William Arthur Law (22 March 1844 – 2 April 1913), better known as Arthur Law, was an English playwright, actor and scenic designer.

==Life and career==
Law was born in Northrepps, Norfolk, England, to Rev. Patrick Comerford Law and his wife, Frances nee Arbuthnot. He was educated at the Royal Military College, Sandhurst. From 1864 to 1872, he served in the Royal Scots Fusiliers.

===Early career===
Law began to act, making his professional stage debut in 1872 at the Theatre Royal, Edinburgh. He then toured the British provinces and played at London's Surrey Theatre for two years, after which joined the German Reed Entertainments in London in 1874. While performing with the German Reeds, he wrote nineteen short comic theatre works performed by the company. In 1877, Law married actress Fanny Holland, with whom he appeared with the German Reeds at the Gallery of Illustration and St. George's Hall. The couple had a son named Hamilton Patrick John Holland Law (born 1879).

Some of Law's plays for the German Reeds include A Night Surprise in 1877 (under the pseudonym, "West Cromer"), A Happy Bungalow (1877), with music by Charles King Hall; Cherry Tree Farm (1881) and Nobody’s Fault (1882), both with music by Hamilton Clarke. In 1881, he wrote Uncle Samuel, a curtain raiser for the D'Oyly Carte Opera Company played at the Opera Comique, with music by George Grossmith. It played, together with Patience, in 1881, and Law appeared in the role of John Bird. Law later appeared on stage at the Savoy Theatre as Mr. Wranglebury in the companion piece Mock Turtles in 1882, and as Major Murgatroyd in Patience in 1882, filling in for Frank Thornton.

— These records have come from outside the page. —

//! Simulation of the agent in a world with walls, obstacles and goals.
//!
//! Each frame advances the world by the elapsed time: the pilot steers on the last activations,
//! the agent moves unless it would hit something solid, the quadtree catches up and the sensors
//! are refreshed.

use bevy::prelude::*;

use crate::{
    controller::{control, Pilot},
    resource::WorldRes,
};

pub struct Simulator;

impl Plugin for Simulator {
    fn build(&self, app: &mut App) {
        app.add_systems(Update, simulate.after(control));
    }
}

fn simulate(time: Res<Time>, mut world: ResMut<WorldRes>, mut pilot: ResMut<Pilot>) {
    world.step(time.delta(), &mut *pilot);
}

During a two-year period, from 1879 to 1881, Law and Holland performed on tour as "Mr. & Mrs. Arthur Law's Entertainment," but the venture proved unsuccessful. He retired from acting following a final engagement at Savoy Theatre, in 1881, to turn his attention completely to writing.

===Later years===
His first "serious" drama, Hope, was produced at London's Standard Theatre in 1882. That year he also wrote a musical farce, Mr. Guffin's Elopement, in collaboration with George Grossmith, for Toole's Theatre, starring J. L. Toole. In 1885, Grossmith and Law wrote The Great Tay-Kin, produced at Toole's.

Law wrote dozens of other plays. His best known include an adaptation of The Mystery of a Hansom Cab, produced at the Princess's Theatre in 1888; The Judge, produced at Terry's Theatre in 1890; The Magic Opal (an operetta with music by Isaac Albéniz) played at the Lyric Theatre and the Prince of Wales's Theatre in 1893; The New Boy at Terry's and the Vaudeville Theatre in 1894; The Sea Flower at the Comedy Theatre in 1898, A Country Mouse at the Prince of Wales's in 1902; The Bride and Bridegroom at the New Theatre in 1904; and Artful Miss Dearing at Terry's in 1909.

A few of Law's plays were also produced on Broadway, including The New Boy in 1894 at the Standard Theatre and A Country Mouse in 1902 at New York's Savoy Theatre. He also created the scenic design for The Bachelor, by Clyde Fitch, in 1909 at the Maxine Elliott Theatre.

Law died in Parkstone, a suburb of Poole, Dorset, England at the age of 69. His brother was the cricketer Alexander Law.